*** GIVEN INFORMATION
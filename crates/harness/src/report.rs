//! Suite reporting: per-case results, aggregate counters, text summary
//!
//! The summary is the program's product and goes to stdout; diagnostics go
//! through `tracing`. Nothing fancier than plain text.

use std::time::Duration;

use gauntlet_core::Verdict;

/// Outcome of one (case, table) execution.
#[derive(Debug, Clone)]
pub struct CaseResult {
    /// Case name
    pub case: String,
    /// Table the case ran against
    pub table: String,
    /// Final verdict of the execution
    pub verdict: Verdict,
    /// Wall-clock time of the execution
    pub elapsed: Duration,
}

/// Accumulating counters and results for one suite run.
///
/// Counters only increase during a run; the report is rebuilt for every
/// suite execution.
#[derive(Debug, Default)]
pub struct SuiteReport {
    results: Vec<CaseResult>,
}

impl SuiteReport {
    /// Empty report.
    pub fn new() -> Self {
        Self::default()
    }

    /// Record one (case, table) outcome.
    pub fn record(&mut self, result: CaseResult) {
        self.results.push(result);
    }

    /// All recorded results, in execution order.
    pub fn results(&self) -> &[CaseResult] {
        &self.results
    }

    /// Number of executions recorded.
    pub fn executed(&self) -> usize {
        self.results.len()
    }

    /// Number of executions that passed.
    pub fn passed(&self) -> usize {
        self.count(Verdict::Ok)
    }

    /// Number of executions that failed.
    pub fn failed(&self) -> usize {
        self.count(Verdict::Failed)
    }

    /// Number of executions that were skipped.
    pub fn skipped(&self) -> usize {
        self.count(Verdict::Skipped)
    }

    fn count(&self, verdict: Verdict) -> usize {
        self.results.iter().filter(|r| r.verdict == verdict).count()
    }

    /// Suite-level verdict: failed if anything failed, else skipped when
    /// nothing passed outright but something was skipped, else ok.
    pub fn aggregate_verdict(&self) -> Verdict {
        if self.failed() > 0 {
            Verdict::Failed
        } else if self.skipped() > 0 && self.passed() == 0 {
            Verdict::Skipped
        } else {
            Verdict::Ok
        }
    }

    /// Print the tabular summary and counters to stdout.
    pub fn print_summary(&self, suite_name: &str, suite_elapsed: Duration, show_timer: bool) {
        println!();
        println!(
            "Completed suite \"{}\" at {} ({:.2}s)",
            suite_name,
            chrono::Local::now().format("%Y-%m-%d %H:%M:%S"),
            suite_elapsed.as_secs_f64()
        );
        if self.results.is_empty() {
            println!("  no test cases were executed");
            return;
        }

        let case_width = self
            .results
            .iter()
            .map(|r| r.case.len())
            .max()
            .unwrap_or(4)
            .max(4);
        let table_width = self
            .results
            .iter()
            .map(|r| r.table.len())
            .max()
            .unwrap_or(5)
            .max(5);

        if show_timer {
            println!(
                "  {:case_width$}  {:table_width$}  {:9}  {:>8}",
                "case", "table", "result", "time"
            );
        } else {
            println!("  {:case_width$}  {:table_width$}  {:9}", "case", "table", "result");
        }
        for r in &self.results {
            if show_timer {
                println!(
                    "  {:case_width$}  {:table_width$}  {:9}  {:>7.2}s",
                    r.case,
                    r.table,
                    r.verdict.to_string(),
                    r.elapsed.as_secs_f64()
                );
            } else {
                println!(
                    "  {:case_width$}  {:table_width$}  {:9}",
                    r.case,
                    r.table,
                    r.verdict.to_string()
                );
            }
        }

        let executed = self.executed();
        let pct = |n: usize| 100.0 * n as f64 / executed as f64;
        println!(
            "  {} executed, {} passed ({:.0}%), {} failed ({:.0}%), {} skipped ({:.0}%)",
            executed,
            self.passed(),
            pct(self.passed()),
            self.failed(),
            pct(self.failed()),
            self.skipped(),
            pct(self.skipped()),
        );
    }
}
******
WHAT IS EXPECTED = Repeat verbatim the opening run of entries, ending with the line that contains "use std::time::Duration;".

SOLUTION TO THIS PROBLEM =
filename crates/harness/src/report.rs
//! Suite reporting: per-case results, aggregate counters, text summary
//!
//! The summary is the program's product and goes to stdout; diagnostics go
//! through `tracing`. Nothing fancier than plain text.

use std::time::Duration;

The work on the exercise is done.